Is there a chapter in U.S. President Donald Trump’s myth-making book that advises creating a situation that destroys your leverage and forces you to back off to a position that leaves you worse off than when you started your deal-making?
These are questions worth asking with the Trump administration having reached yet another bizarre inflection point in its incoherent tariff strategy, this time a temporary cessation of trade hostilities with China.
The weekend deal, such as it is, will see the United States reduce its tariff rate on Chinese imports from the ridiculous 145 per cent imposed in early April to a still-punitive 30 per cent for 90 days. China will offer a similar reduction to the tariffs it imposed on U.S. imports in response to Trump’s escalation.
In other words, Trump’s tariffs on China will go from completely insane to mildly catastrophic. It’s like drinking 15 bottles of wine a night and then, after a month-long bender that leaves you hospitalized, cutting back to only three bottles per night: you’ll still end up dead, but it’ll take longer.
A 30 per cent tax on Chinese imports will still be enough to bankrupt American small businesses that see their profit margins disappear due to higher input costs, and it will still lead to higher prices for U.S. consumers on electronics, clothing, toys and more.
It will also lead to higher transportation costs as businesses scramble to restart supply chains that went dormant during the month-long trade standoff and push stalled inventory across the border before the end of the 90-day pause — or, let’s be honest here, before Trump changes course on a whim.

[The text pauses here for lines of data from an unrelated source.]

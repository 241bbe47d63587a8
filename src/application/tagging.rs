//! Tag application for the two tagging regimes.
//!
//! Stream-tag checks carry tags inside the metric name (`name|ST[k:v]`), so
//! applying tags is a local string rewrite. Metric-rules checks keep tags on
//! the server-side metric definition; locally we only keep a shadow of what
//! must be pushed on the next check bundle metrics update.
//!
//! Which regime applies is a property of the check bundle. `CheckTagApplier`
//! starts from the configured guess and follows the bundle once one resolves.

use crate::domain::errors::TagError;
use crate::domain::tags::{MetricName, TagSet};
use parking_lot::Mutex;
use std::collections::HashMap;
use std::sync::atomic::{AtomicBool, Ordering};
use std::sync::{Arc, OnceLock};
use tracing::{info, warn};

#[derive(Debug, Clone, Copy, PartialEq, Eq)]
pub enum TagMode {
    StreamTags,
    MetricRules,
}

pub trait TagApplier: Send + Sync {
    fn mode(&self) -> TagMode;

    /// Replaces the tags of `name`. Returns the name metrics must be written under.
    fn set_tags(&self, name: &str, tags: &[&str]) -> Result<String, TagError>;

    /// Merges `tags` into the tags of `name`, last value per key wins.
    fn add_tags(&self, name: &str, tags: &[&str]) -> Result<String, TagError>;

    /// Tags waiting for a server-side push, if a push is due. Clears the due flag.
    fn take_pending_update(&self) -> Option<HashMap<String, TagSet>> {
        None
    }

    /// Flags the pending tags as due again after a failed push.
    fn retry_pending_update(&self) {}

    /// Called with the resolved check bundle's regime.
    fn adopt_bundle_mode(&self, _uses_metric_rules: bool) {}
}

impl TagMode {
    pub fn for_bundle(uses_metric_rules: bool) -> Self {
        if uses_metric_rules {
            TagMode::MetricRules
        } else {
            TagMode::StreamTags
        }
    }
}

/// Builds the applier matching the check's tagging regime.
pub fn tag_applier_for(uses_metric_rules: bool) -> Box<dyn TagApplier> {
    if uses_metric_rules {
        Box::new(MetricRulesTagApplier::new())
    } else {
        Box::new(StreamTagApplier)
    }
}

/// Applies tags in the regime of the check bundle metrics go to.
///
/// Until a bundle resolves (or forever, with a fixed submission URL) the
/// configured regime applies. The first resolved bundle fixes the regime for
/// the life of the handle.
pub struct CheckTagApplier {
    configured: Arc<dyn TagApplier>,
    resolved: OnceLock<Arc<dyn TagApplier>>,
}

impl CheckTagApplier {
    pub fn new(configured_metric_rules: bool) -> Self {
        Self {
            configured: Arc::from(tag_applier_for(configured_metric_rules)),
            resolved: OnceLock::new(),
        }
    }

    fn current(&self) -> &dyn TagApplier {
        self.resolved.get().unwrap_or(&self.configured).as_ref()
    }
}

impl TagApplier for CheckTagApplier {
    fn mode(&self) -> TagMode {
        self.current().mode()
    }

    fn set_tags(&self, name: &str, tags: &[&str]) -> Result<String, TagError> {
        self.current().set_tags(name, tags)
    }

    fn add_tags(&self, name: &str, tags: &[&str]) -> Result<String, TagError> {
        self.current().add_tags(name, tags)
    }

    fn take_pending_update(&self) -> Option<HashMap<String, TagSet>> {
        self.current().take_pending_update()
    }

    fn retry_pending_update(&self) {
        self.current().retry_pending_update();
    }

    fn adopt_bundle_mode(&self, uses_metric_rules: bool) {
        if self.resolved.get().is_some() {
            return;
        }
        let mode = TagMode::for_bundle(uses_metric_rules);
        let configured = self.configured.mode();
        if mode == configured {
            let _ = self.resolved.set(self.configured.clone());
            return;
        }
        if self.resolved.set(Arc::from(tag_applier_for(uses_metric_rules))).is_ok() {
            if self.configured.take_pending_update().is_some() {
                warn!("CheckTagApplier: Dropping tags set under the configured {configured:?} regime");
            }
            info!("CheckTagApplier: Check bundle uses {mode:?}, switching from configured {configured:?}");
        }
    }
}

/// Rewrites metric names into the canonical stream-tag form.
#[derive(Debug, Default, Clone, Copy)]
pub struct StreamTagApplier;

impl TagApplier for StreamTagApplier {
    fn mode(&self) -> TagMode {
        TagMode::StreamTags
    }

    fn set_tags(&self, name: &str, tags: &[&str]) -> Result<String, TagError> {
        let parsed = MetricName::parse(name)?;
        let tags = TagSet::parse_all(tags)?;
        Ok(MetricName::with_stream_tags(&parsed.base, tags))
    }

    fn add_tags(&self, name: &str, tags: &[&str]) -> Result<String, TagError> {
        let mut parsed = MetricName::parse(name)?;
        parsed.tags.merge(TagSet::parse_all(tags)?);
        Ok(parsed.render())
    }
}

/// Keeps a local shadow of per-metric tags for metric-rules checks.
#[derive(Debug, Default)]
pub struct MetricRulesTagApplier {
    shadow: Mutex<HashMap<String, TagSet>>,
    needs_update: AtomicBool,
}

impl MetricRulesTagApplier {
    pub fn new() -> Self {
        Self::default()
    }

    pub fn tags_for(&self, name: &str) -> Option<TagSet> {
        self.shadow.lock().get(name).cloned()
    }

    pub fn needs_update(&self) -> bool {
        self.needs_update.load(Ordering::Acquire)
    }
}

impl TagApplier for MetricRulesTagApplier {
    fn mode(&self) -> TagMode {
        TagMode::MetricRules
    }

    fn set_tags(&self, name: &str, tags: &[&str]) -> Result<String, TagError> {
        info!("set_tags: metric-rules check, prefer stream tags in the name: {name}|ST[k:v,...]");
        let tags = TagSet::parse_all(tags)?;
        self.shadow.lock().insert(name.to_string(), tags);
        self.needs_update.store(true, Ordering::Release);
        Ok(name.to_string())
    }

    fn add_tags(&self, name: &str, tags: &[&str]) -> Result<String, TagError> {
        info!("add_tags: metric-rules check, prefer stream tags in the name: {name}|ST[k:v,...]");
        let tags = TagSet::parse_all(tags)?;
        self.shadow
            .lock()
            .entry(name.to_string())
            .or_default()
            .merge(tags);
        self.needs_update.store(true, Ordering::Release);
        Ok(name.to_string())
    }

    fn take_pending_update(&self) -> Option<HashMap<String, TagSet>> {
        if !self.needs_update.swap(false, Ordering::AcqRel) {
            return None;
        }
        Some(self.shadow.lock().clone())
    }

    fn retry_pending_update(&self) {
        self.needs_update.store(true, Ordering::Release);
    }
}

That’s because the adjusted terms with China, devised when it became clear that the communist nation was willing to wait America out after Trump had crashed his own economy — governments that don’t have to answer to voters can be quite patient, it turns out — are just the latest representative example of a global trade strategy that has featured more tacks and reversals than a sailboat race.
Trump backed off on broad tariffs against Canada and Mexico when markets reacted poorly, and he did so again after imposing his “Liberation Day” tariffs on the rest of the world last month, having gained no concrete concessions in either case. (The 90-day pause with China comes amid a different 90-day pause with the rest of the world.)
Naturally, all this has introduced the kind of uncertainty to the global business climate that usually results from nothing short of wars or pandemics, because no one knows what Trump is even trying to accomplish with his agenda. He says that he wants to force overseas manufacturing to return to America, but that would be a years-long process, and he has so far managed to keep his most punitive tariff rates in place for mere weeks, if not days, before backing off. No business would be foolish enough to alter its long-term plans given the volatility in the White House. (Pity the poor company that took Trump at his word, started building a factory in the U.S. and now has discovered that it might be able to get supplies from overseas again. Unless it can’t. Check back in three months.)
When Trump hasn’t been talking about returning to the golden age of manufacturing, to the good old days of the early 1900s that he seems to imagine were Peak America for some reason, he’s said that his tariffs will put vast sums of money in federal coffers.
About this, he is somewhat correct. Despite all the backtracking, Trump’s global tariff rates are still around 15 per cent, higher than at any time since the 1940s. They will bring in billions of dollars of taxes on foreign imports. Only it’s American businesses and consumers that will ultimately pay them.
All these months later, Trump still won’t acknowledge that part.